Out of the ashes of that defeat arose the Irish Republican Army and Sinn Féin which, side by side, took on the British forces in Ireland in earnest between 1919 and 1921, eventually forcing their supposed colonial masters to the conference table.
The unfinished business of those negotiations led to a bitter civil war and almost 80 years of partition, injustice, and British interference on this island.
This weekend, republicans throughout Ireland will gather to commemorate our dead and to reflect on the current political situation. An undefeated Irish Republican Army today reiterates its commitment to achieving an enduring and a just peace, but the actions of the unionists and the British government give scant cause for optimism that the peace process, so hard worked for by republicans, can be resurrected.

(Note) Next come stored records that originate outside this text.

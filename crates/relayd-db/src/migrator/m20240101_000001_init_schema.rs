use sea_orm_migration::{prelude::*, schema::*};

#[derive(DeriveMigrationName)]
pub struct Migration;

#[async_trait::async_trait]
impl MigrationTrait for Migration {
    async fn up(&self, manager: &SchemaManager) -> Result<(), DbErr> {
        manager
            .create_table(
                Table::create()
                    .table(Clients::Table)
                    .if_not_exists()
                    .col(uuid(Clients::Id).primary_key())
                    .col(string(Clients::Name))
                    .col(string_len(Clients::TokenHash, 255).not_null().unique_key())
                    .col(integer(Clients::MaxTunnels).default(10))
                    .col(text_null(Clients::AllowedSubdomains))
                    .col(string(Clients::Status).default("active"))
                    .col(timestamp_with_time_zone(Clients::CreatedAt))
                    .to_owned(),
            )
            .await?;

        manager
            .create_table(
                Table::create()
                    .table(Tunnels::Table)
                    .if_not_exists()
                    .col(uuid(Tunnels::Id).primary_key())
                    .col(uuid(Tunnels::ClientId))
                    .col(string_null(Tunnels::Subdomain))
                    .col(string(Tunnels::Protocol))
                    .col(string(Tunnels::LocalHost))
                    .col(integer(Tunnels::LocalPort))
                    .col(string_null(Tunnels::PublicUrl))
                    .col(integer_null(Tunnels::PublicPort))
                    .col(timestamp_with_time_zone(Tunnels::CreatedAt))
                    .col(timestamp_with_time_zone_null(Tunnels::ClosedAt))
                    .col(string(Tunnels::Status).default("active"))
                    .foreign_key(
                        ForeignKey::create()
                            .name("fk_tunnels_client_id")
                            .from(Tunnels::Table, Tunnels::ClientId)
                            .to(Clients::Table, Clients::Id)
                            .on_delete(ForeignKeyAction::Cascade)
                            .on_update(ForeignKeyAction::Cascade),
                    )
                    .to_owned(),
            )
            .await?;

        manager
            .create_table(
                Table::create()
                    .table(ConnectionLogs::Table)
                    .if_not_exists()
                    .col(pk_auto(ConnectionLogs::Id))
                    .col(uuid(ConnectionLogs::TunnelId))
                    .col(timestamp_with_time_zone(ConnectionLogs::OpenedAt))
                    .col(timestamp_with_time_zone_null(ConnectionLogs::ClosedAt))
                    .col(big_integer(ConnectionLogs::BytesIn).default(0))
                    .col(big_integer(ConnectionLogs::BytesOut).default(0))
                    .foreign_key(
                        ForeignKey::create()
                            .name("fk_connection_logs_tunnel_id")
                            .from(ConnectionLogs::Table, ConnectionLogs::TunnelId)
                            .to(Tunnels::Table, Tunnels::Id)
                            .on_delete(ForeignKeyAction::Cascade)
                            .on_update(ForeignKeyAction::Cascade),
                    )
                    .to_owned(),
            )
            .await?;

        // Partial unique indexes enforce invariants 1 and 2 (at most one active
        // tunnel per subdomain / per public port) at the storage layer, not just in
        // the in-memory Registry. sea-orm-migration's portable index builder has no
        // WHERE-clause support, so these are raw SQL.
        manager
            .get_connection()
            .execute_unprepared(
                "CREATE UNIQUE INDEX idx_tunnels_active_subdomain \
                 ON tunnels (subdomain) WHERE status = 'active'",
            )
            .await?;
        manager
            .get_connection()
            .execute_unprepared(
                "CREATE UNIQUE INDEX idx_tunnels_active_public_port \
                 ON tunnels (public_port) WHERE status = 'active'",
            )
            .await?;

        Ok(())
    }

    async fn down(&self, manager: &SchemaManager) -> Result<(), DbErr> {
        manager
            .drop_table(Table::drop().table(ConnectionLogs::Table).to_owned())
            .await?;
        manager
            .drop_table(Table::drop().table(Tunnels::Table).to_owned())
            .await?;
        manager
            .drop_table(Table::drop().table(Clients::Table).to_owned())
            .await?;
        Ok(())
    }
}

#[derive(DeriveIden)]
enum Clients {
    Table,
    Id,
    Name,
    TokenHash,
    MaxTunnels,
    AllowedSubdomains,
    Status,
    CreatedAt,
}

#[derive(DeriveIden)]
enum Tunnels {
    Table,
    Id,
    ClientId,
    Subdomain,
    Protocol,
    LocalHost,
    LocalPort,
    PublicUrl,
    PublicPort,
    CreatedAt,
    ClosedAt,
    Status,
}

#[derive(DeriveIden)]
enum ConnectionLogs {
    Table,
    Id,
    TunnelId,
    OpenedAt,
    ClosedAt,
    BytesIn,
    BytesOut,
}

In 1918, the Irish people turned out and overwhelmingly backed Sinn Féin's demands for freedom and independence. In 1998, the Irish people again turned out en masse and voted for the Good Friday Agreement. Just as the unionist establishment and the British government rejected the wishes of the Irish people at the beginning of the century, today they are again responsible for vetoing progress and ignoring the Irish people's mandate.